═══ Dataset extract ═══

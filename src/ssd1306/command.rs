//! SPI/I2C Commands for the SSD1306 controller

/// SSD1306 commands
///
/// Arguments follow as further command bytes, for some commands (marked `+ n`) the argument is
/// or-ed into the command byte itself.
#[allow(dead_code)]
#[derive(Copy, Clone)]
pub(crate) enum Command {
    /// Contrast 0-255, followed by one byte
    SetContrast = 0x81,
    /// Follow the display RAM
    ResumeToRam = 0xA4,
    /// Light every pixel regardless of the display RAM
    EntireDisplayOn = 0xA5,
    /// A set RAM bit lights the pixel
    NormalDisplay = 0xA6,
    /// A set RAM bit darkens the pixel
    InverseDisplay = 0xA7,
    /// Sleep mode
    DisplayOff = 0xAE,
    /// Wake up
    DisplayOn = 0xAF,

    /// 0x0 horizontal, 0x1 vertical, 0x2 page addressing
    MemoryAddressingMode = 0x20,
    /// Start and end column, horizontal or vertical addressing only
    SetColumnAddress = 0x21,
    /// Start and end page, horizontal or vertical addressing only
    SetPageAddress = 0x22,

    /// `+ line`, 0-63
    SetStartLine = 0x40,
    /// Column 0 is mapped to SEG0
    SegmentRemapNormal = 0xA0,
    /// Column 127 is mapped to SEG0
    SegmentRemapReverse = 0xA1,
    /// Rows 16-64, followed by `rows - 1`
    SetMultiplexRatio = 0xA8,
    /// Scan from COM0
    ComScanNormal = 0xC0,
    /// Scan to COM0
    ComScanReverse = 0xC8,
    /// Vertical shift 0-63, followed by one byte
    SetDisplayOffset = 0xD3,
    /// 00xy0010: x sequential/alternative COM pins, y COM left/right remap
    SetComPins = 0xDA,

    /// A\[7:4\] oscillator frequency, A\[3:0\] clock divide ratio - 1
    SetClockDivide = 0xD5,
    /// A\[7:4\] phase 2, A\[3:0\] phase 1, in clocks
    SetPrechargePeriod = 0xD9,
    /// 0x00 0.65 Vcc, 0x20 0.77 Vcc, 0x30 0.83 Vcc
    SetVcomhDeselect = 0xDB,
    /// 0x14 enable, 0x10 disable
    ChargePump = 0x8D,

    /// No operation
    Nop = 0xE3,
}

impl Command {
    /// Returns the address of the command
    pub(crate) fn address(self) -> u8 {
        self as u8
    }
}

#[cfg(test)]
mod tests {
    use super::*;

    #[test]
    fn command_addr() {
        assert_eq!(Command::SetContrast.address(), 0x81);
        assert_eq!(Command::DisplayOn.address(), 0xAF);
        assert_eq!(Command::SetStartLine.address(), 0x40);
        assert_eq!(Command::Nop.address(), 0xE3);
    }
}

═══

→ Task prompt:
Find and copy every line in the entries above where the string "pixel" occurs.

→ Reply to the exercise:
    /// Light every pixel regardless of the display RAM
    /// A set RAM bit lights the pixel
    /// A set RAM bit darkens the pixel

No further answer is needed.